The “Spam Mails Dataset” is publicly available on Kaggle and contains the modified text of 500 spam emails and 2,500 non-spam emails (Garne, 2019). Data cleaning was conducted using a guide by Shreyas Khades (n.d.), and the steps included stemming (retrieving the root of a word), removing common stop words (such as “the” and “to”), and creating predictor variables of word frequencies. One disadvantage of the data was the number of spam emails that were either empty or in a different language, which changed the ratio between spam and non-spam emails we were able to use.

# Loading email data set: consists of "text data" and "dummy variable"
email_df <- data.table::fread( "spam_or_not_spam.csv", header = T )

# Randomizing data
set.seed(46234)
email_df <- email_df[ sample( 1:nrow( email_df ) ),  ]

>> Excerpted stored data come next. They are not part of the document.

use anyhow::Result;
use clap::{Parser, Subcommand};

use crate::config::Config;

mod cluster;
mod config_cmd;

pub use cluster::*;
pub use config_cmd::*;

/// kina - Kubernetes in Apple Container
///
/// A CLI tool for managing local Kubernetes clusters using Apple Container technology,
/// providing similar functionality to kind (Kubernetes in Docker) but optimized for macOS.
#[derive(Parser)]
#[command(name = "kina")]
#[command(about = "Kubernetes in Apple Container - Local Kubernetes cluster management")]
#[command(
    long_about = "kina is a tool for running local Kubernetes clusters using Apple Container.\n\
It is designed as a replacement for kind (Kubernetes in Docker) on macOS systems,\n\
leveraging native Apple Container technology for improved performance and integration."
)]
#[command(version)]
pub struct Cli {
    /// Enable verbose output
    #[arg(short, long, global = true)]
    pub verbose: bool,

    /// Suppress output
    #[arg(short, long, global = true, conflicts_with = "verbose")]
    pub quiet: bool,

    /// Configuration file path
    #[arg(short, long, global = true, value_name = "FILE")]
    pub config: Option<String>,

    #[command(subcommand)]
    pub command: Option<Commands>,
}

#[derive(Subcommand)]
pub enum Commands {
    /// Create a new Kubernetes cluster
    Create(CreateArgs),

    /// Delete a Kubernetes cluster
    Delete(DeleteArgs),

    /// List existing clusters
    #[command(alias = "ls")]
    List(ListArgs),

    /// Show detailed status of a cluster
    Status(StatusArgs),

    /// Get information about clusters or resources
    Get(GetArgs),

    /// Load container images into clusters
    Load(LoadArgs),

    /// Install addons (ingress controllers, CNI, etc.)
    Install(InstallArgs),

    /// Export cluster configuration
    Export(ExportArgs),

    /// Approve pending kubelet Certificate Signing Requests
    #[command(name = "approve-csr")]
    ApproveCSR(ApproveCSRArgs),

    /// Manage kina configuration
    Config(ConfigArgs),
}

impl Cli {
    pub async fn execute(&self, config: &Config) -> Result<()> {
        // Set up logging based on verbosity
        if self.verbose {
            // Increase logging level for verbose mode
            // This would typically adjust the tracing subscriber
        } else if self.quiet {
            // Suppress most output for quiet mode
        }

        // Execute the subcommand
        match &self.command {
            Some(Commands::Create(args)) => args.execute(config).await,
            Some(Commands::Delete(args)) => args.execute(config).await,
            Some(Commands::List(args)) => args.execute(config).await,
            Some(Commands::Status(args)) => args.execute(config).await,
            Some(Commands::Get(args)) => args.execute(config).await,
            Some(Commands::Load(args)) => args.execute(config).await,
            Some(Commands::Install(args)) => args.execute(config).await,
            Some(Commands::Export(args)) => args.execute(config).await,
            Some(Commands::ApproveCSR(args)) => args.execute(config).await,
            Some(Commands::Config(args)) => args.execute(config).await,
            None => {
                // No subcommand provided, show help
                println!("Use --help to see available commands");
                Ok(())
            }
        }
    }
}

# Factoring dummy variable
email_df$label <- factor( email_df$label )

Raw Data

library(DT)
email_df2 = data.frame(
  Type = ifelse(email_df$label == 1, "Spam", "Non-Spam"),
  "Raw Email Text" = email_df$email
  )
datatable(email_df2, rownames = TRUE, filter="top", options = list(pageLength = 10, scrollX=T) )
# datatable(..., class = 'white-space: nowrap')

Packages used

library(pacman)
p_load(
  
  # Basics
  here, skimr, dplyr, stringr, fastverse, disk.frame,
  
  # Visualizing
  ggplot2, ggthemes, ggthemes, wordcloud, RColorBrewer,
  
  # Text Processing
  tm, SnowballC, 
  
  # Modelling
  e1071,naivebayes, tidymodels, gridExtra, caret, ranger, 
  
  # Knitting
  knitr, kableExtra, DT, shiny, equatiomatic
  
 )

Preprocessing & cleaning (stemming)

To retrieve the root of a word (eg, doing -> do), options are “stemming” &“lemmatization”.

STEMMING: faster but maybe not as effective
LEMMATIZATION: slower but more effective
More on this here

VectorSource(): creates one document for each email
Vcorpus(): creates a volatile corpus from these individual emails

email_corpus <- VCorpus(
                  VectorSource(
                      email_df$email
                      )
                  )
# Using `tm` package to stem email content
email_corpus <- tm::tm_map( email_corpus, 
                            tm::stemDocument )

# Removing puctuations
email_corpus = tm_map( email_corpus, 
                       removePunctuation )

# Removing stopwords
email_corpus <- tm_map( email_corpus, 
                       removeWords, stopwords( "en" ) )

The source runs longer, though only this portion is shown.